>anybody else see the article in the new york times yesterday about
>quantitative theorists/ market jockeys? in the end, it argued that "the
>unexpectedly slow development of quantitative trading (i.e. the use of
>mathematical models to exploit "irrationalities" in the system) supports a
>long-held but hard-to-prove belief about stock markets, especially america's
>extraordinarily deep ones: they are formidably efficient, meaning stock
>prices are fair reflections of what the investing public will pay for shares
>at any given moment." hunh? so, the only logical options are (a)
>irrationalities can be explained and exploited (i.e. they aren't -that-
>irrational); and (b) irrationalities are incidental and/or peripheral to the
>bedrock rationality of market players?
>
>gawd, no wonder keynes is making a come-back in the pages of business week.
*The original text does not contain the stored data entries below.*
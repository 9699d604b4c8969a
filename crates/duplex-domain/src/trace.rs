use serde::Serialize;

/// Structured trace events emitted across the duplex conversation engine,
/// for hosts that want machine-readable telemetry distinct from human log
/// lines. These are in addition to, not instead of, ordinary `tracing` calls.
#[derive(Debug, Clone, Serialize)]
#[serde(tag = "event")]
pub enum TraceEvent {
    TaskRegistered {
        task_id: String,
        category: String,
    },
    TaskRejected {
        category: String,
    },
    TaskCancelled {
        task_id: String,
    },
    JobSubmitted {
        job_id: String,
        category: String,
        deadline_ms: u64,
    },
    JobDispatched {
        job_id: String,
    },
    BargeIn {
        session_id: String,
        barge_in_count: u64,
    },
    StageATokenError {
        reason: String,
    },
    StageBRefinementSuppressed {
        reason: String,
    },
    SpeechActDelivered {
        session_id: String,
        act_type: String,
    },
    SinkFailure {
        session_id: String,
        reason: String,
    },
}

impl TraceEvent {
    pub fn emit(&self) {
        let json = serde_json::to_string(self).unwrap_or_default();
        tracing::info!(trace_event = %json, "duplex_event");
    }
}
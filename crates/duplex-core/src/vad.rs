use duplex_domain::{Config, VadConfig};

/// Energy-threshold voice activity detector with a cooldown window that
/// suppresses self-triggering immediately after TTS playback begins.
///
/// Consumes raw 16-bit signed mono PCM frames. Sample rate is a host
/// concern — the gate only reasons about relative energy and frame counts.
#[derive(Debug, Clone, Copy)]
pub struct VoiceActivityDetector {
    config: VadConfig,
    consecutive_speech_frames: u32,
    cooldown_remaining: u32,
}

impl VoiceActivityDetector {
    pub fn new(config: VadConfig) -> Self {
        Self {
            config,
            consecutive_speech_frames: 0,
            cooldown_remaining: 0,
        }
    }

    pub fn from_config(config: &Config) -> Self {
        Self::new(config.vad)
    }

    /// Feeds one PCM frame. Returns true once `min_speech_frames`
    /// consecutive frames have exceeded the energy threshold, outside of
    /// an active cooldown window.
    pub fn detect(&mut self, frame: &[i16]) -> bool {
        if self.cooldown_remaining > 0 {
            self.cooldown_remaining -= 1;
            self.consecutive_speech_frames = 0;
            return false;
        }

        if self.rms_energy(frame) > self.config.energy_threshold {
            self.consecutive_speech_frames += 1;
        } else {
            self.consecutive_speech_frames = 0;
        }

        self.consecutive_speech_frames >= self.config.min_speech_frames
    }

    /// Arms the self-trigger cooldown and resets the speech counter. Call
    /// this immediately before each outgoing speech act so the detector
    /// doesn't mistake our own TTS for user speech.
    pub fn start_tts_cooldown(&mut self) {
        self.consecutive_speech_frames = 0;
        self.cooldown_remaining = self.config.tts_cooldown_frames;
    }

    pub fn reset(&mut self) {
        self.consecutive_speech_frames = 0;
        self.cooldown_remaining = 0;
    }

    /// RMS energy of a 16-bit PCM frame, normalized to `[-1.0, 1.0]`.
    fn rms_energy(&self, frame: &[i16]) -> f32 {
        if frame.is_empty() {
            return 0.0;
        }
        let sum_sq: f64 = frame
            .iter()
            .map(|&s| {
                let normalized = s as f64 / i16::MAX as f64;
                normalized * normalized
            })
            .sum();
        ((sum_sq / frame.len() as f64).sqrt()) as f32
    }
}
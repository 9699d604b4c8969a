use std::pin::Pin;

use serde::{Deserialize, Serialize};

/// A boxed, send-able, owned stream — the shape every collaborator boundary
/// in this crate speaks in.
pub type BoxStream<'a, T> = Pin<Box<dyn futures_core::Stream<Item = T> + Send + 'a>>;

/// A boxed, send-able, owned future — used for work items handed to the task
/// registry and the deadline scheduler.
pub type BoxFuture<'a, T> = Pin<Box<dyn std::future::Future<Output = T> + Send + 'a>>;

/// One update in a tool's execution, as reported by the host's tool runner.
#[derive(Debug, Clone, Serialize, Deserialize)]
pub struct ToolProgress {
    pub state: ToolProgressState,
    pub tool_name: String,
    #[serde(skip_serializing_if = "Option::is_none")]
    pub message: Option<String>,
    #[serde(skip_serializing_if = "Option::is_none")]
    pub result: Option<serde_json::Value>,
    #[serde(skip_serializing_if = "Option::is_none")]
    pub error: Option<String>,
    pub timestamp: chrono::DateTime<chrono::Utc>,
}

impl ToolProgress {
    pub fn new(state: ToolProgressState, tool_name: impl Into<String>) -> Self {
        Self {
            state,
            tool_name: tool_name.into(),
            message: None,
            result: None,
            error: None,
            timestamp: chrono::Utc::now(),
        }
    }

    pub fn with_message(mut self, message: impl Into<String>) -> Self {
        self.message = Some(message.into());
        self
    }
}

#[derive(Debug, Clone, Copy, PartialEq, Eq, Serialize, Deserialize)]
#[serde(rename_all = "snake_case")]
pub enum ToolProgressState {
    Starting,
    Working,
    Completed,
    Cancelled,
    Error,
}

/// Token usage accounting, passed through from a language-model collaborator
/// when it is available. Entirely advisory — the core never acts on it.
#[derive(Debug, Clone, Copy, Default, Serialize, Deserialize)]
pub struct Usage {
    pub prompt_tokens: Option<u32>,
    pub completion_tokens: Option<u32>,
    pub total_tokens: Option<u32>,
}
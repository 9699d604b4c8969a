use std::sync::atomic::{AtomicBool, Ordering};
use std::sync::Arc;

use chrono::{DateTime, Utc};
use duplex_domain::Error;
use parking_lot::Mutex;
use tokio::sync::Notify;

/// A one-shot cooperative cancellation signal.
///
/// Cloning shares the same underlying state — every clone observes the same
/// cancellation. Tokens are not reusable: once cancelled, they stay
/// cancelled forever.
#[derive(Clone)]
pub struct CancelToken {
    cancelled: Arc<AtomicBool>,
    cancelled_at: Arc<Mutex<Option<DateTime<Utc>>>>,
    notify: Arc<Notify>,
}

impl CancelToken {
    pub fn new() -> Self {
        Self {
            cancelled: Arc::new(AtomicBool::new(false)),
            cancelled_at: Arc::new(Mutex::new(None)),
            notify: Arc::new(Notify::new()),
        }
    }

    /// Sets the signal. Idempotent: only the first call records a timestamp.
    pub fn cancel(&self) {
        if !self.cancelled.swap(true, Ordering::Release) {
            *self.cancelled_at.lock() = Some(Utc::now());
        }
        self.notify.notify_waiters();
    }

    pub fn is_cancelled(&self) -> bool {
        self.cancelled.load(Ordering::Acquire)
    }

    pub fn cancelled_at(&self) -> Option<DateTime<Utc>> {
        *self.cancelled_at.lock()
    }

    /// Fails with `Error::Cancelled` if the token has been cancelled.
    pub fn check(&self) -> Result<(), Error> {
        if self.is_cancelled() {
            Err(Error::Cancelled)
        } else {
            Ok(())
        }
    }

    /// Suspends until the token is cancelled. Returns immediately if it
    /// already is.
    pub async fn wait(&self) {
        loop {
            let notified = self.notify.notified();
            if self.is_cancelled() {
                return;
            }
            notified.await;
            if self.is_cancelled() {
                return;
            }
        }
    }
}

impl Default for CancelToken {
    fn default() -> Self {
        Self::new()
    }
}

#[cfg(test)]
mod tests {
    use super::*;

    #[test]
    fn starts_uncancelled() {
        let token = CancelToken::new();
        assert!(!token.is_cancelled());
        assert!(token.cancelled_at().is_none());
        assert!(token.check().is_ok());
    }

    #[test]
    fn cancel_is_idempotent_and_records_one_timestamp() {
        let token = CancelToken::new();
        token.cancel();
        let first = token.cancelled_at().expect("timestamp recorded");
        token.cancel();
        token.cancel();
        assert_eq!(token.cancelled_at(), Some(first));
        assert!(token.is_cancelled());
    }

    #[test]
    fn check_fails_once_cancelled() {
        let token = CancelToken::new();
        token.cancel();
        assert!(matches!(token.check(), Err(Error::Cancelled)));
    }

    #[test]
    fn clone_shares_state() {
        let token = CancelToken::new();
        let clone = token.clone();
        clone.cancel();
        assert!(token.is_cancelled());
    }

    #[tokio::test]
    async fn wait_returns_immediately_if_already_cancelled() {
        let token = CancelToken::new();
        token.cancel();
        tokio::time::timeout(std::time::Duration::from_millis(50), token.wait())
            .await
            .expect("wait should not block");
    }

    #[tokio::test]
    async fn wait_unblocks_when_cancelled_from_another_task() {
        let token = CancelToken::new();
        let waiter_token = token.clone();
        let waiter = tokio::spawn(async move {
            waiter_token.wait().await;
        });
        tokio::time::sleep(std::time::Duration::from_millis(10)).await;
        token.cancel();
        tokio::time::timeout(std::time::Duration::from_millis(200), waiter)
            .await
            .expect("waiter should complete")
            .expect("waiter task should not panic");
    }
}
impl DuplexSession {
    pub fn new(config: Config, session_config: DuplexSessionConfig) -> Self {
        let bus = Arc::new(AttentionEventBus::new(config.event_bus.capacity));
        let registry = TaskRegistry::new(config.clone(), bus.clone());
        let scheduler = DeadlineScheduler::new(config.scheduler.max_workers);

        let inner = Arc::new(SessionInner {
            config: config.clone(),
            session_id: Uuid::new_v4().to_string(),
            conversation_id: session_config.conversation_id,
            created_at: Utc::now(),
            registry,
            bus,
            scheduler,
            tts_sink: RwLock::new(None),
            stop_tts_sink: RwLock::new(None),
            is_tts_playing: AtomicBool::new(false),
            last_barge_in: Mutex::new(None),
            total_speech_acts: AtomicU64::new(0),
            total_barge_ins: AtomicU64::new(0),
        });

        let planner = SpeechPlanner::from_config(&config);
        let vad = VoiceActivityDetector::from_config(&config);

        let barge_in_inner = inner.clone();
        let on_barge_in: Box<dyn Fn() -> duplex_domain::BoxFuture<'static, ()> + Send + Sync> =
            Box::new(move || {
                let inner = barge_in_inner.clone();
                Box::pin(async move { inner.handle_barge_in().await })
            });

        let state_inner = inner.clone();
        let on_state_change: Box<dyn Fn(ConversationState) + Send + Sync> =
            Box::new(move |state| state_inner.handle_state_change(state));

        let controller = ConversationController::new(planner, vad, on_barge_in, on_state_change);

        Self { inner, controller }
    }

    pub fn session_id(&self) -> &str {
        &self.inner.session_id
    }

    pub fn set_tts_sink(&self, sink: Arc<dyn TtsSink>) {
        *self.inner.tts_sink.write() = Some(sink);
    }

    pub fn set_stop_tts_sink(&self, sink: Arc<dyn StopTtsSink>) {
        *self.inner.stop_tts_sink.write() = Some(sink);
    }

    /// Streams `content` through the Controller to the registered TTS sink.
    /// Returns an empty vec without doing any work if no sink is set yet.
    pub async fn speak(
        &self,
        content: Box<dyn crate::speech_planner::TokenSource>,
        has_tools: bool,
    ) -> Vec<SpeechAct> {
        let Some(sink) = self.inner.tts_sink.read().clone() else {
            tracing::warn!("speak called with no tts sink registered");
            return Vec::new();
        };

        let delivered = self.controller.speak(content, sink, has_tools).await;
        self.inner
            .total_speech_acts
            .fetch_add(delivered.len() as u64, Ordering::Relaxed);
        for act in &delivered {
            TraceEvent::SpeechActDelivered {
                session_id: self.inner.session_id.clone(),
                act_type: format!("{:?}", act.kind),
            }
            .emit();
        }
        delivered
    }

    /// Maps a tool progress stream to Speech Acts and delivers each to the
    /// TTS sink as it arrives. Honors `token`: the upstream stream is
    /// abandoned (dropped, ending consumption) as soon as cancellation is
    /// observed.
    pub async fn stream_tool_progress(
        &self,
        mut progress: BoxStream<'static, duplex_domain::ToolProgress>,
        token: Option<CancelToken>,
    ) -> Vec<SpeechAct> {
        let Some(sink) = self.inner.tts_sink.read().clone() else {
            tracing::warn!("stream_tool_progress called with no tts sink registered");
            return Vec::new();
        };

        let mut emitted = Vec::new();
        while let Some(update) = progress.next().await {
            if let Some(t) = &token {
                if t.is_cancelled() {
                    break;
                }
            }
            if let Some(act) = tool_progress_to_act(&update) {
                if sink.send(act.clone()).await.is_ok() {
                    self.inner.total_speech_acts.fetch_add(1, Ordering::Relaxed);
                    emitted.push(act);
                } else {
                    TraceEvent::SinkFailure {
                        session_id: self.inner.session_id.clone(),
                        reason: "tool progress delivery failed".into(),
                    }
                    .emit();
                }
            }
        }
        emitted
    }

    /// Drains up to `max_items` (capped at 5) Attention Events and converts
    /// whichever of them map to speech into delivered Speech Acts.
    pub async fn drain_events_to_speech(&self, max_items: usize) -> Vec<SpeechAct> {
        let max_items = max_items.min(5);
        let Some(sink) = self.inner.tts_sink.read().clone() else {
            return Vec::new();
        };

        let events = self.inner.bus.drain(max_items);
        let mut emitted = Vec::new();
        for event in events {
            if let Some(act) = attention_event_to_act(&event) {
                if sink.send(act.clone()).await.is_ok() {
                    self.inner.total_speech_acts.fetch_add(1, Ordering::Relaxed);
                    emitted.push(act);
                }
            }
        }
        emitted
    }

    /// Throwing form: returns `Error::Rejected` if the category is at
    /// capacity. The registry itself publishes the `backpressure_rejection`
    /// event; this does not publish a second one.
    pub fn create_tracked_task<F, Fut>(
        &self,
        category: TaskCategory,
        metadata: HashMap<String, String>,
        work: F,
    ) -> Result<TaskHandle, Error>
    where
        F: FnOnce(CancelToken) -> Fut + Send + 'static,
        Fut: Future<Output = ()> + Send + 'static,
    {
        self.inner
            .registry
            .submit(category, metadata, work)
            .ok_or_else(|| Error::Rejected {
                category: category.label().to_string(),
            })
    }

    /// Non-throwing form: `None` if the category is at capacity.
    pub fn try_create_tracked_task<F, Fut>(
        &self,
        category: TaskCategory,
        metadata: HashMap<String, String>,
        work: F,
    ) -> Option<TaskHandle>
    where
        F: FnOnce(CancelToken) -> Fut + Send + 'static,
        Fut: Future<Output = ()> + Send + 'static,
    {
        self.inner.registry.submit(category, metadata, work)
    }

    pub fn submit_scheduled_job<F, Fut>(
        &self,
        category: impl Into<String>,
        job_fn: F,
        priority: SchedulerPriority,
        deadline_ms: i64,
        metadata: HashMap<String, String>,
    ) -> String
    where
        F: FnOnce(CancelToken) -> Fut + Send + 'static,
        Fut: Future<Output = ()> + Send + 'static,
    {
        self.inner
            .scheduler
            .submit(category, job_fn, priority, deadline_ms, metadata)
    }

    /// Feeds one PCM frame to the Controller's VAD gate.
    pub async fn on_audio(&self, chunk: &[i16]) -> bool {
        self.controller.on_audio_chunk(chunk).await
    }

    /// Forces a barge-in through both the Controller and the session's own
    /// stop-TTS path, regardless of whether the Controller was actually
    /// speaking at the time.
    pub async fn barge_in(&self, user_input: Option<String>) {
        self.controller.barge_in(user_input).await;
        self.inner.handle_barge_in().await;
    }

    pub fn record_user_turn(&self, content: impl Into<String>) {
        self.controller.record_user_turn(content);
    }

    pub fn get_interrupted_draft(&self) -> Option<String> {
        self.controller.get_interrupted_draft()
    }

    pub fn get_metrics(&self) -> SessionMetrics {
        SessionMetrics {
            session_id: self.inner.session_id.clone(),
            conversation_id: self.inner.conversation_id.clone(),
            state: self.controller.state(),
            is_tts_playing: self.inner.is_tts_playing.load(Ordering::Relaxed),
            total_speech_acts: self.inner.total_speech_acts.load(Ordering::Relaxed),
            total_barge_ins: self.inner.total_barge_ins.load(Ordering::Relaxed),
            created_at: self.inner.created_at,
            event_bus: self.inner.bus.stats(),
            scheduler: self.inner.scheduler.stats(),
        }
    }

    pub fn reset(&self) {
        self.controller.reset();
        self.inner.is_tts_playing.store(false, Ordering::Relaxed);
        *self.inner.last_barge_in.lock() = None;
        self.inner.registry.cancel_all(None);
        self.inner.scheduler.cancel_all(None);
    }
}
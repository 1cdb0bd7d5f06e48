// error.rs — Error types for the ride lifecycle subsystem.
//
// `RideError` is what callers of the engine see. Most of its variants are
// expected outcomes of normal concurrent operation (a driver losing the
// accept race, a passenger cancelling twice) rather than system failures;
// `is_expected()` tells the two apart so callers can log accordingly.

use thiserror::Error;

use crate::driver::{DriverId, Identity};
use crate::ride::{RideAction, RideId, RideStatus};

/// Errors returned by the lifecycle engine and driver registry.
#[derive(Debug, Error)]
pub enum RideError {
    /// No ride exists with this identifier.
    #[error("ride not found: {0}")]
    RideNotFound(RideId),

    /// The acting identity has no driver record.
    #[error("driver profile not found for '{identity}'")]
    DriverNotFound { identity: Identity },

    /// The driver exists but is flagged unavailable.
    #[error("driver '{identity}' is not available")]
    DriverUnavailable { identity: Identity },

    /// The ride is no longer in `requested` (another driver won, or it moved on).
    #[error("ride {ride_id} is not requestable (status: {status})")]
    RideNotRequestable { ride_id: RideId, status: RideStatus },

    /// The acting identity is not a party allowed to perform this action.
    #[error("'{identity}' is not authorized to {action} this ride")]
    Unauthorized { identity: Identity, action: RideAction },

    /// The ride's current status does not permit this action.
    #[error("cannot {action} ride {ride_id} from status {from}")]
    InvalidTransition {
        ride_id: RideId,
        from: RideStatus,
        action: RideAction,
    },

    /// A required field is missing or malformed.
    #[error("validation error: {0}")]
    Validation(String),

    /// A driver record already exists for this identity.
    #[error("a driver profile already exists for '{identity}'")]
    DuplicateDriver { identity: Identity },

    /// The backing store failed.
    #[error("store error: {0}")]
    Store(StoreError),
}

impl RideError {
    /// True for outcomes that are part of normal operation and should not
    /// be reported as system errors.
    pub fn is_expected(&self) -> bool {
        !matches!(self, RideError::Store(_))
    }
}

impl From<StoreError> for RideError {
    fn from(err: StoreError) -> Self {
        match err {
            StoreError::RideNotFound(ride_id) => RideError::RideNotFound(ride_id),
            StoreError::DuplicateDriver { identity } => RideError::DuplicateDriver { identity },
            other => RideError::Store(other),
        }
    }
}

/// Errors reported by `RideStore` implementations.
#[derive(Debug, Error)]
pub enum StoreError {
    /// The record's status did not match the expected starting status.
    #[error("conflict on ride {ride_id}: expected {expected}, found {actual}")]
    Conflict {
        ride_id: RideId,
        expected: RideStatus,
        actual: RideStatus,
    },

    /// The requested ride was not found.
    #[error("ride not found: {0}")]
    RideNotFound(RideId),

    /// The requested driver was not found.
    #[error("driver not found: {0}")]
    DriverNotFound(DriverId),

    /// A driver record already exists for this identity.
    #[error("duplicate driver for identity '{identity}'")]
    DuplicateDriver { identity: Identity },

    /// A mutator would have produced a record that breaks a ride invariant.
    #[error("invariant violation on ride {ride_id}: {reason}")]
    InvariantViolation { ride_id: RideId, reason: String },

    /// A file I/O operation failed.
    #[error("I/O error at {path}: {source}")]
    IoError {
        path: String,
        source: std::io::Error,
    },

    /// Failed to serialize/deserialize a record.
    #[error("serialization error: {0}")]
    SerializationError(#[from] serde_json::Error),

    /// Backend-specific failure (database driver, poisoned lock, ...).
    #[error("backend error: {0}")]
    Backend(String),
}

/// Errors from a sync notifier. Never propagated to engine callers.
#[derive(Debug, Error)]
pub enum NotifyError {
    /// A file I/O operation failed.
    #[error("I/O error at {path}: {source}")]
    IoError {
        path: String,
        source: std::io::Error,
    },

    /// Failed to serialize the state change.
    #[error("serialization error: {0}")]
    SerializationError(#[from] serde_json::Error),

    /// The background worker has shut down.
    #[error("notifier closed")]
    Closed,

    /// A sink rejected the change.
    #[error("sink error: {0}")]
    Sink(String),
}

/// Errors from the identity gateway.
#[derive(Debug, Error)]
pub enum IdentityError {
    /// No credential was presented.
    #[error("missing credential")]
    MissingCredential,

    /// The credential did not verify.
    #[error("invalid credential")]
    InvalidCredential,
}
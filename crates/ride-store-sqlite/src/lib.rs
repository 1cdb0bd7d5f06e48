//! # ride-store-sqlite
//!
//! Durable [`RideStore`](ride_lifecycle::RideStore) implementation on SQLite.
//!
//! Status updates run in `BEGIN IMMEDIATE` transactions, so the
//! compare-and-swap contract holds across connections and processes that
//! share one database file, not just across threads in one process.

pub mod store;

pub use store::{SqliteRideStore, DEFAULT_BUSY_TIMEOUT};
People are playing wordgames here with rationality and efficiency. Sure, the stock market is "efficient" - in the sense that changing perceptions are reflected almost instantaneously in prices. But are those perceptions accurate, or consistent with what went before and will come after? Are they relevant for anything beyond the trading moment? If the market correctly reflects the consensus of the moment, does that maket it "rational," even if that consensus is the product of mass psychology? Amazon.com's stock is worth more than the combined capitalization of Borders and Barnes & Noble. That efficiently reflects the perception that Amazon.com represents the future, where the sky's the limit. The market is efficiently & rationally incorporating that perception, but is the perception rational?